EXERCISE REQUIREMENTS:
Please restate each entry word for word.
------ DATASET RECORDS
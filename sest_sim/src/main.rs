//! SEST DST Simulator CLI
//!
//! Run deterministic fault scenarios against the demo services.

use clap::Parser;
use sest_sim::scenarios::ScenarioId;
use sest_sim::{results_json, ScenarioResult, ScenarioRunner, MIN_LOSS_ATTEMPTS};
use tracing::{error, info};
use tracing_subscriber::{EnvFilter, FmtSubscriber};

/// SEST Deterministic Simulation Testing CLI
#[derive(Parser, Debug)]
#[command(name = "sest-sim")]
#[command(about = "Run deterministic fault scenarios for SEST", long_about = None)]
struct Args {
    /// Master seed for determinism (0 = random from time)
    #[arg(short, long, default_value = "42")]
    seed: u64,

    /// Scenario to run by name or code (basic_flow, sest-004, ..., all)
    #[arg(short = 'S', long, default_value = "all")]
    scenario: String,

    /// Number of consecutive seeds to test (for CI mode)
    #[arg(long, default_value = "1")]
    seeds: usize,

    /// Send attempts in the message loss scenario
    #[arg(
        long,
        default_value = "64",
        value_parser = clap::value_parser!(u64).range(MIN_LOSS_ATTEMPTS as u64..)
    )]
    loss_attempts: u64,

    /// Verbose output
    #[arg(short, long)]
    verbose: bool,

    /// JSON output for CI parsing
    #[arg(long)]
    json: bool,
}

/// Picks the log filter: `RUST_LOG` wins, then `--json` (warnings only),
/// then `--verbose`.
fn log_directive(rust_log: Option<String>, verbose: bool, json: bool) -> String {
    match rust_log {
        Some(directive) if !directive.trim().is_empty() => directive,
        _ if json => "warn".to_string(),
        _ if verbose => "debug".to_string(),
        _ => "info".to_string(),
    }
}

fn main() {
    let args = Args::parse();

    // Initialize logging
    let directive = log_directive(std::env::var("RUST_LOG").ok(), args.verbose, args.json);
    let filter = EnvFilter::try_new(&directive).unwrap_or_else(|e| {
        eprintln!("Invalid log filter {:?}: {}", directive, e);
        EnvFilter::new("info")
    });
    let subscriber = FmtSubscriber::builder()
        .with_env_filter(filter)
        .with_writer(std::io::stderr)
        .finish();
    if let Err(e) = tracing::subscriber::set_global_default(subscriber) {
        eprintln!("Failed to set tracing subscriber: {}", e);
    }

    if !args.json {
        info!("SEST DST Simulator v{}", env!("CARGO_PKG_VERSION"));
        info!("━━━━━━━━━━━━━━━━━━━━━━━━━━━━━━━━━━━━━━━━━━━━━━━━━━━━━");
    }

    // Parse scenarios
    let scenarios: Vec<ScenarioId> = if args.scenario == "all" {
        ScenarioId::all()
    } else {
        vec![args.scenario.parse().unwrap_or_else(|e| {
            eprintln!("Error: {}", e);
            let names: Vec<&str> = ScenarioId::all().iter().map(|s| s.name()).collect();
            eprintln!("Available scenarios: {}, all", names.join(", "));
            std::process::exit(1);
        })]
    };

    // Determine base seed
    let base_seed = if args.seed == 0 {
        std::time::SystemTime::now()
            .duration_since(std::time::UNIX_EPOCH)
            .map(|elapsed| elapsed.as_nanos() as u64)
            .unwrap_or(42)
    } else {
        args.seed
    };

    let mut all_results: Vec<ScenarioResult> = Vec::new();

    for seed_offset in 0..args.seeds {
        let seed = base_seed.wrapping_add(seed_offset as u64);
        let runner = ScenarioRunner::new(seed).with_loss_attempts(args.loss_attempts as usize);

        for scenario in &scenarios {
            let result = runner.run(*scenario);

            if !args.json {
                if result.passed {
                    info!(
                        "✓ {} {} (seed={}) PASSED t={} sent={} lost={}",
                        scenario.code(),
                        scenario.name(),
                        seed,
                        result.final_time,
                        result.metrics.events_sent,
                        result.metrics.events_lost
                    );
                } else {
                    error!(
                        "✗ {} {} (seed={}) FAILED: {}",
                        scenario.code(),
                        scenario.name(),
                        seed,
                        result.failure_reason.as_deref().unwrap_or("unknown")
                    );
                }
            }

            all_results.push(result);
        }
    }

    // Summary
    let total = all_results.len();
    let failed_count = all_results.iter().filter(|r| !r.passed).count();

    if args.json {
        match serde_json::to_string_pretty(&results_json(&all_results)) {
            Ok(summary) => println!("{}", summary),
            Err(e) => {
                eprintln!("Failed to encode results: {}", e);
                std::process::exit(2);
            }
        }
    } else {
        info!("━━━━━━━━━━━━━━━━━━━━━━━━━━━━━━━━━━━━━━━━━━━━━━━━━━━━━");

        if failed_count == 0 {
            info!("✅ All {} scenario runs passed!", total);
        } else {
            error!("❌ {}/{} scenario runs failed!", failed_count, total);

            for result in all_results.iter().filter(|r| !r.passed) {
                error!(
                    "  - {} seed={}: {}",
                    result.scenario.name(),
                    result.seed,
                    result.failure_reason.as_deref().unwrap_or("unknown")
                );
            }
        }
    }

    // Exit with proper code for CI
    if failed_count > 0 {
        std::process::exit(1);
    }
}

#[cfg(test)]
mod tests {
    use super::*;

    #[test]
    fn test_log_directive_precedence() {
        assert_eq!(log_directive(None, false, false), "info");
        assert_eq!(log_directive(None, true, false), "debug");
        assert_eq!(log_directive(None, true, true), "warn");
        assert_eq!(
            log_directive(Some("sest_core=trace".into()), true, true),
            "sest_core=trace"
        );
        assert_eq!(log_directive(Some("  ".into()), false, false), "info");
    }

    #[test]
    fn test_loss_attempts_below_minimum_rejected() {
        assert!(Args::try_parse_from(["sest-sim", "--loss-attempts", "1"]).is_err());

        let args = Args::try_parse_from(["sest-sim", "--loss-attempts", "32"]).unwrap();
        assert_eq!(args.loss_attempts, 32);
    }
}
------------
WRITTEN ANSWER:
filename sest_sim/src/main.rs
//! SEST DST Simulator CLI
//!
//! Run deterministic fault scenarios against the demo services.

use clap::Parser;
use sest_sim::scenarios::ScenarioId;
use sest_sim::{results_json, ScenarioResult, ScenarioRunner, MIN_LOSS_ATTEMPTS};
use tracing::{error, info};
use tracing_subscriber::{EnvFilter, FmtSubscriber};

/// SEST Deterministic Simulation Testing CLI
#[derive(Parser, Debug)]
#[command(name = "sest-sim")]
#[command(about = "Run deterministic fault scenarios for SEST", long_about = None)]
struct Args {
    /// Master seed for determinism (0 = random from time)
    #[arg(short, long, default_value = "42")]
    seed: u64,

    /// Scenario to run by name or code (basic_flow, sest-004, ..., all)
    #[arg(short = 'S', long, default_value = "all")]
    scenario: String,

    /// Number of consecutive seeds to test (for CI mode)
    #[arg(long, default_value = "1")]
    seeds: usize,

    /// Send attempts in the message loss scenario
    #[arg(
        long,
        default_value = "64",
        value_parser = clap::value_parser!(u64).range(MIN_LOSS_ATTEMPTS as u64..)
    )]
    loss_attempts: u64,

    /// Verbose output
    #[arg(short, long)]
    verbose: bool,

    /// JSON output for CI parsing
    #[arg(long)]
    json: bool,
}

/// Picks the log filter: `RUST_LOG` wins, then `--json` (warnings only),
/// then `--verbose`.
fn log_directive(rust_log: Option<String>, verbose: bool, json: bool) -> String {
    match rust_log {
        Some(directive) if !directive.trim().is_empty() => directive,
        _ if json => "warn".to_string(),
        _ if verbose => "debug".to_string(),
        _ => "info".to_string(),
    }
}

fn main() {
    let args = Args::parse();

    // Initialize logging
    let directive = log_directive(std::env::var("RUST_LOG").ok(), args.verbose, args.json);
    let filter = EnvFilter::try_new(&directive).unwrap_or_else(|e| {
        eprintln!("Invalid log filter {:?}: {}", directive, e);
        EnvFilter::new("info")
    });
    let subscriber = FmtSubscriber::builder()
        .with_env_filter(filter)
        .with_writer(std::io::stderr)
        .finish();
    if let Err(e) = tracing::subscriber::set_global_default(subscriber) {
        eprintln!("Failed to set tracing subscriber: {}", e);
    }

    if !args.json {
        info!("SEST DST Simulator v{}", env!("CARGO_PKG_VERSION"));
        info!("━━━━━━━━━━━━━━━━━━━━━━━━━━━━━━━━━━━━━━━━━━━━━━━━━━━━━");
    }

    // Parse scenarios
    let scenarios: Vec<ScenarioId> = if args.scenario == "all" {
        ScenarioId::all()
    } else {
        vec![args.scenario.parse().unwrap_or_else(|e| {
            eprintln!("Error: {}", e);
            let names: Vec<&str> = ScenarioId::all().iter().map(|s| s.name()).collect();
            eprintln!("Available scenarios: {}, all", names.join(", "));
            std::process::exit(1);
        })]
    };

    // Determine base seed
    let base_seed = if args.seed == 0 {
        std::time::SystemTime::now()
            .duration_since(std::time::UNIX_EPOCH)
            .map(|elapsed| elapsed.as_nanos() as u64)
            .unwrap_or(42)
    } else {
        args.seed
    };

    let mut all_results: Vec<ScenarioResult> = Vec::new();

    for seed_offset in 0..args.seeds {
        let seed = base_seed.wrapping_add(seed_offset as u64);
        let runner = ScenarioRunner::new(seed).with_loss_attempts(args.loss_attempts as usize);

        for scenario in &scenarios {
            let result = runner.run(*scenario);

            if !args.json {
                if result.passed {
                    info!(
                        "✓ {} {} (seed={}) PASSED t={} sent={} lost={}",
                        scenario.code(),
                        scenario.name(),
                        seed,
                        result.final_time,
                        result.metrics.events_sent,
                        result.metrics.events_lost
                    );
                } else {
                    error!(
                        "✗ {} {} (seed={}) FAILED: {}",
                        scenario.code(),
                        scenario.name(),
                        seed,
                        result.failure_reason.as_deref().unwrap_or("unknown")
                    );
                }
            }

            all_results.push(result);
        }
    }

    // Summary
    let total = all_results.len();
    let failed_count = all_results.iter().filter(|r| !r.passed).count();

    if args.json {
        match serde_json::to_string_pretty(&results_json(&all_results)) {
            Ok(summary) => println!("{}", summary),
            Err(e) => {
                eprintln!("Failed to encode results: {}", e);
                std::process::exit(2);
            }
        }
    } else {
        info!("━━━━━━━━━━━━━━━━━━━━━━━━━━━━━━━━━━━━━━━━━━━━━━━━━━━━━");

        if failed_count == 0 {
            info!("✅ All {} scenario runs passed!", total);
        } else {
            error!("❌ {}/{} scenario runs failed!", failed_count, total);

            for result in all_results.iter().filter(|r| !r.passed) {
                error!(
                    "  - {} seed={}: {}",
                    result.scenario.name(),
                    result.seed,
                    result.failure_reason.as_deref().unwrap_or("unknown")
                );
            }
        }
    }

    // Exit with proper code for CI
    if failed_count > 0 {
        std::process::exit(1);
    }
}

#[cfg(test)]
mod tests {
    use super::*;

    #[test]
    fn test_log_directive_precedence() {
        assert_eq!(log_directive(None, false, false), "info");
        assert_eq!(log_directive(None, true, false), "debug");
        assert_eq!(log_directive(None, true, true), "warn");
        assert_eq!(
            log_directive(Some("sest_core=trace".into()), true, true),
            "sest_core=trace"
        );
        assert_eq!(log_directive(Some("  ".into()), false, false), "info");
    }

    #[test]
    fn test_loss_attempts_below_minimum_rejected() {
        assert!(Args::try_parse_from(["sest-sim", "--loss-attempts", "1"]).is_err());

        let args = Args::try_parse_from(["sest-sim", "--loss-attempts", "32"]).unwrap();
        assert_eq!(args.loss_attempts, 32);
    }
}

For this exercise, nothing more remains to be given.